Pero, aparte de ello, Spengler contaba con algo que, por lo general, brilla por su ausencia en las obras de los historiadores profesionales: un vasto y profundo conocimiento de las artes en general. Esto le permitió enfatizar su importancia en la interpretación del simbolismo y del sentido intrínseco de cada cultura. Además, incluso en el árido terreno de las matemáticas nos ofrece un pensamiento inquietante. Cuando analiza el significado de los números nos muestra que la matemática – casi unánimemente aceptada por el mundo académico como el “conocimiento universal” por excelencia – tiene significados diferentes en distintas culturas. Por más que parezca una paradoja, los números significan algo distinto según las personas que los utilizan.

La era de los Césares

Pero, por supuesto, el colocar al Occidente actual dentro del esquema histórico cíclico, fue lo que levantó la mayor cantidad de polémicas. Tal como lo indica el mismo título del libro, Spengler consideró que Occidente estaba condenado a tener el mismo destino esencial que habían tenido todas las culturas anteriores; es decir: decaer y, finalmente, perecer. Según su visión, Occidente se hallaba en la mitad de su fase de “civilización” la que, en términos genéricos, había comenzado con Napoleón. El advenimiento de los Césares (de quienes Napoleón habría sido nada más que un anticipo) se encontraba quizás sólo a un par de décadas. Con todo – y contrariamente a lo que suelen afirmar quienes únicamente lo han leído a medias y quienes jamás lograron entenderlo – Spengler no predicó ningún fatalismo ni predicó tampoco una ciega resignación ante el destino. En un ensayo publicado en 1922 insistió en que los hombres de Occidente tenían que seguir siendo hombres y hacer todo lo que estuviese a su alcance para aprovechar las enormes posibilidades que todavía tenían disponibles. Por sobre todo, debían aceptar un imperativo absoluto: destruir el dinero y la democracia, especialmente en el terreno de la política que es, por antonomasia, el territorio de las empresas de gran envergadura.

El “socialismo prusiano”

Después de la publicación del primer tomo de La Decadencia de Occidente, el pensamiento de Spengler se volcó cada vez más hacia la política cotidiana de Alemania. Después de haber sido testigo de la revolución comunista en Baviera y de la breve república soviética resultante, escribió un breve libro titulado “Prusianismo y Socialismo”. Su tesis principal fue que existía una trágica confusión en los términos. Proponía que conservadores y socialistas, en lugar de masacrarse mutuamente, marcharan juntos bajo la bandera del socialismo. En su opinión, el socialismo no era lo que Marx con su materialismo dialéctico había hecho de él sino esencialmente algo igual al espíritu prusiano: un socialismo de la comunidad alemana basado en su típico concepto ético del trabajo, la disciplina y la jerarquía orgánica como elementos opuestos al “dinero”. A este socialismo “prusiano” lo contrastó fuertemente contra la ética capitalista inglesa por un lado y contra el marxismo por el otro, deduciendo que este último se limitaba a proponer un “capitalismo para el proletariado”.

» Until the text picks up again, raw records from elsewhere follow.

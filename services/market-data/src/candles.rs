//! OHLCV candles and the fixed timeframe set the agent invoker needs (§4.6).
//!
//! Restricted from the teacher's full `Timeframe` enum (which also carries
//! `M30, H4, D1, W1` for live trade-event candle-building) to just the four
//! the specification's multi-timeframe snapshot uses.

use chrono::{DateTime, Utc};
use rust_decimal::Decimal;
use serde::{Deserialize, Serialize};
use types::numeric::Price;

#[derive(Debug, Clone, Copy, PartialEq, Eq, Hash, PartialOrd, Ord, Serialize, Deserialize)]
#[serde(rename_all = "lowercase")]
pub enum Timeframe {
    M1,
    M5,
    M15,
    H1,
}

impl Timeframe {
    /// The exchange-facing interval string (Binance convention, per the
    /// original's `app/market/binance.py`).
    pub fn as_provider_str(&self) -> &'static str {
        match self {
            Timeframe::M1 => "1m",
            Timeframe::M5 => "5m",
            Timeframe::M15 => "15m",
            Timeframe::H1 => "1h",
        }
    }

    pub fn all() -> &'static [Timeframe] {
        &[Timeframe::M1, Timeframe::M5, Timeframe::M15, Timeframe::H1]
    }
}

/// A single OHLCV candle.
#[derive(Debug, Clone, Copy, PartialEq, Serialize, Deserialize)]
pub struct Candle {
    pub open_time: DateTime<Utc>,
    pub open: Price,
    pub high: Price,
    pub low: Price,
    pub close: Price,
    pub volume: Decimal,
}
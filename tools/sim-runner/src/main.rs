//! Headless orchestration binary for quick local runs and demos.
//!
//! Unlike the gateway (a long-running server exposing the HTTP surface over
//! a persisted store), this binary seeds a disposable in-memory competition,
//! drives the scheduler's two clocks for a bounded number of decision ticks,
//! and prints a profitability report to stdout — the same shape of exercise
//! the teacher's own simulation tooling ran against the order book, adapted
//! here to the CFD arena's accounting instead of matching and fees.

mod report;
mod synthetic;

use std::sync::Arc;
use std::time::Duration;

use agent_transport::{AgentConfig, AgentTransport, HostedVendorTransport};
use chrono::{Duration as ChronoDuration, Utc};
use market_data::MarketDataProvider;
use persistence::{InMemoryStore, ParticipantLocks, PgStore, Store};
use rust_decimal_macros::dec;
use scheduler::{Scheduler, SchedulerConfig};
use synthetic::{RuleBasedTransport, SyntheticPriceProvider};
use types::competition::Competition;
use types::enums::AssetClass;
use types::numeric::Money;
use types::participant::Participant;
use types::portfolio::Portfolio;

const DEFAULT_AGENTS: &[&str] = &["Momentum Runner", "Mean Reverter", "Breakout Chaser", "Conservative Hedger"];

async fn build_store() -> anyhow::Result<Arc<dyn Store>> {
    match std::env::var("DATABASE_URL") {
        Ok(url) => {
            let pool = sqlx::postgres::PgPoolOptions::new().max_connections(5).connect(&url).await?;
            sqlx::migrate!("../../services/persistence/migrations").run(&pool).await?;
            tracing::info!("connected to Postgres");
            Ok(Arc::new(PgStore::new(pool)))
        }
        Err(_) => {
            tracing::info!("DATABASE_URL not set, running against the in-memory store");
            Ok(Arc::new(InMemoryStore::new()))
        }
    }
}

fn build_provider() -> Arc<dyn MarketDataProvider> {
    if std::env::var("USE_LIVE_MARKET_DATA").is_ok() {
        Arc::new(market_data::BinanceProvider::default())
    } else {
        Arc::new(SyntheticPriceProvider::seeded(42))
    }
}

fn build_transport() -> Arc<dyn AgentTransport> {
    match std::env::var("ANTHROPIC_API_KEY") {
        Ok(key) => Arc::new(HostedVendorTransport::anthropic(key)),
        Err(_) => {
            tracing::info!("ANTHROPIC_API_KEY not set, driving participants with the built-in rule-based bots");
            Arc::new(RuleBasedTransport::seeded(7))
        }
    }
}

async fn seed_competition(store: &Arc<dyn Store>) -> anyhow::Result<Competition> {
    let now = Utc::now();
    let competition = Competition::new(
        "sim-runner quick start",
        now,
        now + ChronoDuration::hours(6),
        1,
        Money::new(dec!(10_000)),
        10,
        dec!(5),
        vec![AssetClass::Crypto],
        DEFAULT_AGENTS.len() as u32,
        false,
    )?;
    store.insert_competition(&competition).await?;
    store.update_competition_status(competition.id, types::enums::CompetitionStatus::Active).await?;

    for name in DEFAULT_AGENTS {
        let participant = Participant::new(competition.id, *name, "rule-based", "local-bot-v1", serde_json::Value::Null, competition.initial_capital);
        let portfolio = Portfolio::new(participant.id, competition.initial_capital);
        store.insert_participant(&participant, &portfolio).await?;
    }

    let mut started = competition;
    started.status = types::enums::CompetitionStatus::Active;
    Ok(started)
}

#[tokio::main]
async fn main() -> anyhow::Result<()> {
    dotenvy::dotenv().ok();
    tracing_subscriber::fmt::init();

    let ticks: u32 = std::env::var("SIM_TICKS").ok().and_then(|v| v.parse().ok()).unwrap_or(5);
    let tick_interval = Duration::from_millis(std::env::var("SIM_TICK_INTERVAL_MS").ok().and_then(|v| v.parse().ok()).unwrap_or(200));

    let store = build_store().await?;
    let locks = Arc::new(ParticipantLocks::new());
    let provider = build_provider();
    let transport = build_transport();
    let agent_config = AgentConfig::default();
    let symbol_universe = agent_invoker::default_symbol_universe();

    let competition = seed_competition(&store).await?;
    tracing::info!(competition = %competition.name, participants = DEFAULT_AGENTS.len(), "seeded competition");

    let scheduler = Scheduler::with_locks(
        store.clone(),
        locks,
        provider,
        transport,
        agent_config,
        symbol_universe,
        SchedulerConfig { mark_to_market_interval: tick_interval, ..SchedulerConfig::default() },
    );

    for tick in 1..=ticks {
        let invoked = scheduler.tick_decisions_for_eligible_competitions().await?;
        let revalued = scheduler.tick_mark_to_market().await?;
        tracing::info!(tick, invoked, revalued, "completed simulation tick");
        tokio::time::sleep(tick_interval).await;
    }

    let report = report::build(store.as_ref(), competition.id).await?;
    println!("{}", serde_json::to_string_pretty(&report)?);

    Ok(())
}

Su idea de corporaciones que no fuesen propiedad del Estado pero en las cuales éste tuviese un poder de dirección y control, sin llegar a asumir la responsabilidad directa por los distintos segmentos privados de la economía, se emparenta bastante con la posterior visión expuesta por Werner Sombart en su obra “Socialismo Alemán” (Deutscher Sozialismus – 1934).

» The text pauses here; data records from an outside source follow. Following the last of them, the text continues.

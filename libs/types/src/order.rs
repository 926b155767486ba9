//! Order: an intent to open, close, increase, or decrease a CFD position.
//!
//! Implements §3 (Order) and §6.1 (agent response grammar) of the
//! specification. Only `OrderType::Market` is executed today; `Limit`
//! orders are accepted by the data model but rejected at validation
//! (§4.4 rule set does not implement limit matching).

use crate::enums::{AssetClass, OrderAction, OrderSide, OrderStatus, OrderType};
use crate::ids::{InvocationId, OrderId, ParticipantId, PositionId, Symbol};
use crate::numeric::{Price, Quantity};
use chrono::{DateTime, Utc};
use serde::{Deserialize, Serialize};

/// The optional exit plan an agent may attach when opening a position.
/// Advisory only: nothing in the trading engine enforces it automatically.
#[derive(Debug, Clone, PartialEq, Serialize, Deserialize)]
pub struct ExitPlan {
    pub profit_target: Option<Price>,
    pub stop_loss: Option<Price>,
    pub invalidation: Option<String>,
}

#[derive(Debug, Clone, PartialEq, Serialize, Deserialize)]
pub struct Order {
    pub id: OrderId,
    pub participant_id: ParticipantId,
    pub invocation_id: InvocationId,
    pub symbol: Symbol,
    pub asset_class: AssetClass,
    pub order_type: OrderType,
    pub action: OrderAction,
    pub side: Option<OrderSide>,
    pub quantity: Option<Quantity>,
    pub requested_price: Option<Price>,
    pub executed_price: Option<Price>,
    pub leverage: Option<u32>,
    pub position_id: Option<PositionId>,
    pub exit_plan: Option<ExitPlan>,
    pub status: OrderStatus,
    pub rejection_reason: Option<String>,
    pub created_at: DateTime<Utc>,
    pub updated_at: DateTime<Utc>,
}

impl Order {
    /// Build a freshly-parsed, not-yet-validated order in `Pending` status.
    #[allow(clippy::too_many_arguments)]
    pub fn new_pending(
        participant_id: ParticipantId,
        invocation_id: InvocationId,
        symbol: Symbol,
        asset_class: AssetClass,
        action: OrderAction,
        side: Option<OrderSide>,
        quantity: Option<Quantity>,
        leverage: Option<u32>,
        position_id: Option<PositionId>,
        exit_plan: Option<ExitPlan>,
        now: DateTime<Utc>,
    ) -> Self {
        Self {
            id: OrderId::new(),
            participant_id,
            invocation_id,
            symbol,
            asset_class,
            order_type: OrderType::Market,
            action,
            side,
            quantity,
            requested_price: None,
            executed_price: None,
            leverage,
            position_id,
            exit_plan,
            status: OrderStatus::Pending,
            rejection_reason: None,
            created_at: now,
            updated_at: now,
        }
    }

    pub fn reject(&mut self, reason: impl Into<String>, now: DateTime<Utc>) {
        self.status = OrderStatus::Rejected;
        self.rejection_reason = Some(reason.into());
        self.updated_at = now;
    }

    pub fn execute(&mut self, fill_price: Price, now: DateTime<Utc>) {
        self.status = OrderStatus::Executed;
        self.executed_price = Some(fill_price);
        self.updated_at = now;
    }
}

Sin embargo, ni el “socialismo prusiano” de Spengler encontró un eco favorable en el mundo de su época, ni tampoco Spengler mismo halló la forma de establecer relaciones firmes con los políticos de su tiempo. En 1924 intentó apoyar al general Hans von Seekt pero el proyecto no prosperó. Volvió a sus estudios y trabajos publicando “Hombre y Técnica” en 1931. En él, advierte que el desarrollo de tecnologías avanzadas es algo propio y característico de Occidente y que los europeos no deberían entregarlas en forma indiscriminada a la periferia extra-europea. Previene que, de hacerlo, el hombre europeo algún día se verá amenazado y atacado por las razas de color que destruirán a Occidente utilizando justamente la tecnología occidental.